### Aim of the task:
Search the entries for the word "VerifyingKey". Copy every line where it turns up.

--

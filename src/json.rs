//! JSON form of contextual ads bundles.
//!
//! Input goes through permissive mirror structs so an absent field surfaces
//! as [`AdsError::MissingField`], the same error the builders report.

use std::time::Duration;

use serde::Deserialize;

use contextual_ads_crypto::base64_decode;

use crate::error::{AdsError, Result};
use crate::types::{
    AdData, AdFilters, AdWithBid, AppInstallFilters, ContextualAds, FrequencyCapEvent,
    FrequencyCapFilters, KeyedFrequencyCap, SignedContextualAds,
};

#[derive(Debug, Deserialize)]
#[serde(rename_all = "camelCase")]
struct RawContextualAds {
    buyer: Option<String>,
    decision_logic_uri: Option<String>,
    ads_with_bid: Option<Vec<RawAdWithBid>>,
}

#[derive(Debug, Deserialize)]
#[serde(rename_all = "camelCase")]
struct RawAdWithBid {
    ad_data: Option<RawAdData>,
    bid: Option<f64>,
}

#[derive(Debug, Deserialize)]
#[serde(rename_all = "camelCase")]
struct RawAdData {
    render_uri: Option<String>,
    metadata: Option<String>,
    ad_render_id: Option<String>,
    #[serde(default)]
    ad_counter_keys: Vec<i32>,
    ad_filters: Option<RawAdFilters>,
}

#[derive(Debug, Deserialize)]
#[serde(rename_all = "camelCase")]
struct RawAdFilters {
    app_install_filters: Option<RawAppInstallFilters>,
    frequency_cap_filters: Option<RawFrequencyCapFilters>,
}

#[derive(Debug, Deserialize)]
#[serde(rename_all = "camelCase")]
struct RawAppInstallFilters {
    #[serde(default)]
    package_names: Vec<String>,
}

#[derive(Debug, Default, Deserialize)]
#[serde(rename_all = "camelCase", default)]
struct RawFrequencyCapFilters {
    keyed_frequency_caps_for_click_events: Vec<RawKeyedFrequencyCap>,
    keyed_frequency_caps_for_impression_events: Vec<RawKeyedFrequencyCap>,
    keyed_frequency_caps_for_view_events: Vec<RawKeyedFrequencyCap>,
    keyed_frequency_caps_for_win_events: Vec<RawKeyedFrequencyCap>,
}

#[derive(Debug, Deserialize)]
#[serde(rename_all = "camelCase")]
struct RawKeyedFrequencyCap {
    ad_counter_key: Option<i32>,
    interval_seconds: Option<u64>,
    max_count: Option<i32>,
}

#[derive(Debug, Deserialize)]
struct RawSignedContextualAds {
    #[serde(flatten)]
    ads: RawContextualAds,
    signature: Option<String>,
}

// ============================================================================
// Conversion
// ============================================================================

impl RawContextualAds {
    fn into_model(self) -> Result<ContextualAds> {
        let mut builder = ContextualAds::builder();
        if let Some(buyer) = self.buyer {
            builder = builder.buyer(buyer);
        }
        if let Some(uri) = self.decision_logic_uri {
            builder = builder.decision_logic_uri(uri);
        }
        if let Some(ads) = self.ads_with_bid {
            let ads = ads
                .into_iter()
                .map(RawAdWithBid::into_model)
                .collect::<Result<Vec<_>>>()?;
            builder = builder.ads_with_bid(ads);
        }
        builder.build()
    }
}

impl RawAdWithBid {
    fn into_model(self) -> Result<AdWithBid> {
        let mut builder = AdWithBid::builder();
        if let Some(ad_data) = self.ad_data {
            builder = builder.ad_data(ad_data.into_model()?);
        }
        if let Some(bid) = self.bid {
            builder = builder.bid(bid);
        }
        builder.build()
    }
}

impl RawAdData {
    fn into_model(self) -> Result<AdData> {
        let mut builder = AdData::builder().ad_counter_keys(self.ad_counter_keys);
        if let Some(uri) = self.render_uri {
            builder = builder.render_uri(uri);
        }
        if let Some(metadata) = self.metadata {
            builder = builder.metadata(metadata);
        }
        if let Some(id) = self.ad_render_id {
            builder = builder.ad_render_id(id);
        }
        if let Some(filters) = self.ad_filters {
            builder = builder.ad_filters(filters.into_model()?);
        }
        builder.build()
    }
}

impl RawAdFilters {
    fn into_model(self) -> Result<AdFilters> {
        let app_install = self
            .app_install_filters
            .map(|f| AppInstallFilters::new(f.package_names));
        let frequency_caps = self
            .frequency_cap_filters
            .map(RawFrequencyCapFilters::into_model)
            .transpose()?;
        Ok(AdFilters::new(app_install, frequency_caps))
    }
}

impl RawFrequencyCapFilters {
    fn into_model(self) -> Result<FrequencyCapFilters> {
        let lists = [
            (FrequencyCapEvent::Click, self.keyed_frequency_caps_for_click_events),
            (FrequencyCapEvent::Impression, self.keyed_frequency_caps_for_impression_events),
            (FrequencyCapEvent::View, self.keyed_frequency_caps_for_view_events),
            (FrequencyCapEvent::Win, self.keyed_frequency_caps_for_win_events),
        ];

        let mut builder = FrequencyCapFilters::builder();
        for (event, caps) in lists {
            let caps = caps
                .into_iter()
                .map(RawKeyedFrequencyCap::into_model)
                .collect::<Result<Vec<_>>>()?;
            builder = builder.caps(event, caps);
        }
        Ok(builder.build())
    }
}

impl RawKeyedFrequencyCap {
    fn into_model(self) -> Result<KeyedFrequencyCap> {
        let mut builder = KeyedFrequencyCap::builder();
        if let Some(key) = self.ad_counter_key {
            builder = builder.ad_counter_key(key);
        }
        if let Some(secs) = self.interval_seconds {
            builder = builder.interval(Duration::from_secs(secs));
        }
        if let Some(max_count) = self.max_count {
            builder = builder.max_count(max_count);
        }
        builder.build()
    }
}

// ============================================================================
// Public API
// ============================================================================

impl ContextualAds {
    /// Parse a bundle from camelCase JSON.
    pub fn from_json(json: &str) -> Result<Self> {
        let raw: RawContextualAds = serde_json::from_str(json)?;
        raw.into_model()
    }

    pub fn to_json(&self) -> Result<String> {
        Ok(serde_json::to_string(self)?)
    }
}

impl SignedContextualAds {
    /// Parse a signed bundle. The signature is standard base64; a missing
    /// `signature` field yields an unsigned bundle.
    pub fn from_json(json: &str) -> Result<Self> {
        let raw: RawSignedContextualAds = serde_json::from_str(json)?;
        let ads = raw.ads.into_model()?;
        let signature = match raw.signature {
            Some(encoded) => base64_decode(&encoded).map_err(|e| AdsError::InvalidField {
                field: "signature",
                reason: e.to_string(),
            })?,
            None => Vec::new(),
        };
        Ok(SignedContextualAds::new(ads, signature))
    }

    pub fn to_json(&self) -> Result<String> {
        Ok(serde_json::to_string(self)?)
    }
}
use thiserror::Error;

#[derive(Debug, Error)]
pub enum CryptoError {
    #[error("Signing failed: {0}")]
    SigningFailed(String),

    #[error("Invalid PKCS#8 private key: {0}")]
    InvalidPrivateKey(String),

    #[error("Invalid SubjectPublicKeyInfo public key: {0}")]
    InvalidPublicKey(String),

    #[error("Base64 decode error: {0}")]
    Base64Decode(String),

    #[error("Public key encoding failed: {0}")]
    KeyEncoding(String),
}
//! Best-effort ECDSA P-256 signing of contextual ads bundles.
//!
//! Signing never fails the caller. Any key or signing error yields the bundle
//! with an empty signature, which auction-side verification then rejects.

use std::fmt;

use tracing::{debug, info, warn};
use zeroize::{Zeroize, ZeroizeOnDrop};

use contextual_ads_crypto::{
    base64_decode, import_signing_key_pkcs8_der, import_verifying_key_spki_base64, sha256_hex,
    sign_der, verify_der, CryptoError, VerifyingKey,
};

use crate::canonical::canonical_bytes;
use crate::config::SignerConfig;
use crate::error::Result;
use crate::test_keys::TEST_PRIVATE_KEY_PKCS8_BASE64;
use crate::types::{ContextualAds, SignedContextualAds};

// ============================================================================
// SigningKeyMaterial
// ============================================================================

/// PKCS#8 DER private key bytes, parsed only when signing.
///
/// Parsing is deferred so that corrupt material degrades to unsigned output
/// instead of failing construction.
#[derive(Clone, Zeroize, ZeroizeOnDrop)]
pub struct SigningKeyMaterial {
    pkcs8_der: Vec<u8>,
}

impl SigningKeyMaterial {
    pub fn from_pkcs8_der(der: impl Into<Vec<u8>>) -> Self {
        Self {
            pkcs8_der: der.into(),
        }
    }

    pub fn from_pkcs8_base64(encoded: &str) -> Result<Self> {
        let der = base64_decode(encoded).map_err(|e| CryptoError::Base64Decode(e.to_string()))?;
        Ok(Self::from_pkcs8_der(der))
    }

    /// The shared test key from [`crate::test_keys`].
    pub fn test_key() -> Self {
        // The constant is valid base64; fall back to empty (unsignable) material regardless.
        Self::from_pkcs8_base64(TEST_PRIVATE_KEY_PKCS8_BASE64)
            .unwrap_or_else(|_| Self::from_pkcs8_der(Vec::new()))
    }

    pub fn as_der(&self) -> &[u8] {
        &self.pkcs8_der
    }
}

impl fmt::Debug for SigningKeyMaterial {
    fn fmt(&self, f: &mut fmt::Formatter<'_>) -> fmt::Result {
        f.debug_struct("SigningKeyMaterial")
            .field("pkcs8_der", &format_args!("<{} bytes redacted>", self.pkcs8_der.len()))
            .finish()
    }
}

// ============================================================================
// SigningOutcome
// ============================================================================

/// Result of a best-effort signing attempt.
#[derive(Debug, Clone, PartialEq, Eq)]
pub enum SigningOutcome {
    /// DER-encoded ECDSA signature.
    Signed(Vec<u8>),
    /// Signing failed; the caller decides whether unsigned output is acceptable.
    Unsigned { reason: String },
}

impl SigningOutcome {
    pub fn is_signed(&self) -> bool {
        matches!(self, SigningOutcome::Signed(_))
    }

    /// Signature bytes, empty when unsigned.
    pub fn into_signature(self) -> Vec<u8> {
        match self {
            SigningOutcome::Signed(signature) => signature,
            SigningOutcome::Unsigned { .. } => Vec::new(),
        }
    }
}

// ============================================================================
// ContextualAdsSigner
// ============================================================================

#[derive(Debug, Clone)]
pub struct ContextualAdsSigner {
    key: SigningKeyMaterial,
}

impl ContextualAdsSigner {
    pub fn new(key: SigningKeyMaterial) -> Self {
        Self { key }
    }

    /// Signer using the shared test key.
    pub fn with_test_key() -> Self {
        Self::new(SigningKeyMaterial::test_key())
    }

    pub fn from_config(config: &SignerConfig) -> Result<Self> {
        let key = config.key_material()?;
        info!(
            use_test_key = config.use_test_key,
            key_bytes = key.as_der().len(),
            "configured contextual ads signer"
        );
        Ok(Self::new(key))
    }

    /// Public half of the configured key.
    pub fn verifying_key(&self) -> Result<VerifyingKey> {
        let signing_key = import_signing_key_pkcs8_der(self.key.as_der())?;
        Ok(signing_key.verifying_key().to_owned())
    }

    /// Sign arbitrary bytes, reporting failure as [`SigningOutcome::Unsigned`].
    pub fn try_sign_bytes(&self, message: &[u8]) -> SigningOutcome {
        let signed = import_signing_key_pkcs8_der(self.key.as_der())
            .and_then(|signing_key| sign_der(&signing_key, message));
        match signed {
            Ok(signature) => SigningOutcome::Signed(signature),
            Err(e) => SigningOutcome::Unsigned {
                reason: e.to_string(),
            },
        }
    }

    /// Canonicalize and sign `ads`, attaching the signature.
    ///
    /// On failure the bundle comes back with an empty signature.
    pub fn sign(&self, ads: ContextualAds) -> SignedContextualAds {
        let bytes = canonical_bytes(&ads);
        debug!(
            buyer = %ads.buyer(),
            canonical_len = bytes.len(),
            fingerprint = %sha256_hex(&bytes),
            "signing contextual ads"
        );

        match self.try_sign_bytes(&bytes) {
            SigningOutcome::Signed(signature) => SignedContextualAds::new(ads, signature),
            SigningOutcome::Unsigned { reason } => {
                warn!(
                    buyer = %ads.buyer(),
                    error = %reason,
                    "signing contextual ads failed, returning unsigned bundle"
                );
                SignedContextualAds::unsigned(ads)
            }
        }
    }
}

// ============================================================================
// Verification
// ============================================================================

/// Check a signed bundle against `public_key`. Unsigned bundles never verify.
pub fn verify_signed(public_key: &VerifyingKey, signed: &SignedContextualAds) -> bool {
    if !signed.is_signed() {
        return false;
    }
    verify_der(public_key, &canonical_bytes(signed.ads()), signed.signature())
}

/// [`verify_signed`] with a base64 SubjectPublicKeyInfo DER key.
pub fn verify_signed_with_spki_base64(spki_b64: &str, signed: &SignedContextualAds) -> Result<bool> {
    let public_key = import_verifying_key_spki_base64(spki_b64)?;
    Ok(verify_signed(&public_key, signed))
}

#[cfg(test)]
mod tests {
    use super::*;
    use crate::error::AdsError;
    use crate::test_keys::TEST_PUBLIC_KEY_SPKI_BASE64;
    use crate::types::{AdData, AdWithBid};

    fn ads(render_uri: &str) -> ContextualAds {
        ContextualAds::builder()
            .buyer("buyer.example.com")
            .decision_logic_uri("https://example.com/decision")
            .ad_with_bid(AdWithBid::new(
                AdData::builder()
                    .render_uri(render_uri)
                    .metadata("{}")
                    .build()
                    .unwrap(),
                1.5,
            ))
            .build()
            .unwrap()
    }

    #[test]
    fn test_key_signs_and_verifies() {
        let signed = ContextualAdsSigner::with_test_key().sign(ads("https://example.com/ad1"));
        assert!(signed.is_signed());
        assert!(verify_signed_with_spki_base64(TEST_PUBLIC_KEY_SPKI_BASE64, &signed).unwrap());
    }

    #[test]
    fn test_key_matches_published_public_key() {
        let key = ContextualAdsSigner::with_test_key().verifying_key().unwrap();
        let published = import_verifying_key_spki_base64(TEST_PUBLIC_KEY_SPKI_BASE64).unwrap();
        assert_eq!(key, published);
    }

    #[test]
    fn corrupt_key_fails_open() {
        let signer = ContextualAdsSigner::new(SigningKeyMaterial::from_pkcs8_der(vec![1, 2, 3]));
        let bundle = ads("https://example.com/ad1");
        let signed = signer.sign(bundle.clone());
        assert!(!signed.is_signed());
        assert_eq!(signed.ads(), &bundle);
    }

    #[test]
    fn corrupt_key_outcome_carries_reason() {
        let signer = ContextualAdsSigner::new(SigningKeyMaterial::from_pkcs8_der(Vec::new()));
        match signer.try_sign_bytes(b"payload") {
            SigningOutcome::Unsigned { reason } => assert!(!reason.is_empty()),
            SigningOutcome::Signed(_) => panic!("empty key material must not sign"),
        }
    }

    #[test]
    fn corrupt_key_has_no_verifying_key() {
        let signer = ContextualAdsSigner::new(SigningKeyMaterial::from_pkcs8_der(vec![0u8; 8]));
        assert!(matches!(
            signer.verifying_key().unwrap_err(),
            AdsError::Crypto(CryptoError::InvalidPrivateKey(_))
        ));
    }

    #[test]
    fn unsigned_bundle_never_verifies() {
        let key = ContextualAdsSigner::with_test_key().verifying_key().unwrap();
        let unsigned = SignedContextualAds::unsigned(ads("https://example.com/ad1"));
        assert!(!verify_signed(&key, &unsigned));
    }

    #[test]
    fn signature_does_not_transfer_between_bundles() {
        let signer = ContextualAdsSigner::with_test_key();
        let key = signer.verifying_key().unwrap();
        let (_, signature) = signer.sign(ads("https://example.com/ad1")).into_parts();
        let forged = SignedContextualAds::new(ads("https://example.com/ad2"), signature);
        assert!(!verify_signed(&key, &forged));
    }

    #[test]
    fn outcome_into_signature() {
        assert_eq!(SigningOutcome::Signed(vec![1]).into_signature(), vec![1]);
        let unsigned = SigningOutcome::Unsigned {
            reason: "x".to_string(),
        };
        assert!(!unsigned.is_signed());
        assert!(unsigned.into_signature().is_empty());
    }

    #[test]
    fn debug_redacts_key_material() {
        let rendered = format!("{:?}", SigningKeyMaterial::test_key());
        assert!(rendered.contains("redacted"));
        assert!(!rendered.contains("48, 129"));
    }
}
//! Signed contextual ads.
//!
//! Contextual ads are bids a buyer hands directly to an ad auction. To be
//! accepted they carry an ECDSA P-256 signature over a canonical byte form of
//! the bundle. This crate models the bundle, produces the canonical bytes,
//! and signs them on a best-effort basis: a signing failure yields an
//! unsigned bundle instead of an error.

pub mod builder;
pub mod canonical;
pub mod config;
pub mod error;
pub mod json;
pub mod signer;
pub mod test_keys;
pub mod types;

pub use builder::{
    AdDataBuilder, AdWithBidBuilder, ContextualAdsBuilder, FrequencyCapFiltersBuilder,
    KeyedFrequencyCapBuilder,
};
pub use canonical::{canonical_bytes, canonical_fingerprint, canonical_string, format_bid};
pub use config::{SignerConfig, SIGNING_KEY_ENV};
pub use error::{AdsError, Result};
pub use signer::{
    verify_signed, verify_signed_with_spki_base64, ContextualAdsSigner, SigningKeyMaterial,
    SigningOutcome,
};
pub use types::{
    AdData, AdFilters, AdWithBid, AppInstallFilters, ContextualAds, FrequencyCapEvent,
    FrequencyCapFilters, KeyedFrequencyCap, SignedContextualAds, MAX_FREQUENCY_CAP_INTERVAL,
};

pub use contextual_ads_crypto::{SigningKey, VerifyingKey};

--

### Response:
    sign_der, verify_der, CryptoError, VerifyingKey,
    pub fn verifying_key(&self) -> Result<VerifyingKey> {
pub fn verify_signed(public_key: &VerifyingKey, signed: &SignedContextualAds) -> bool {
pub use contextual_ads_crypto::{SigningKey, VerifyingKey};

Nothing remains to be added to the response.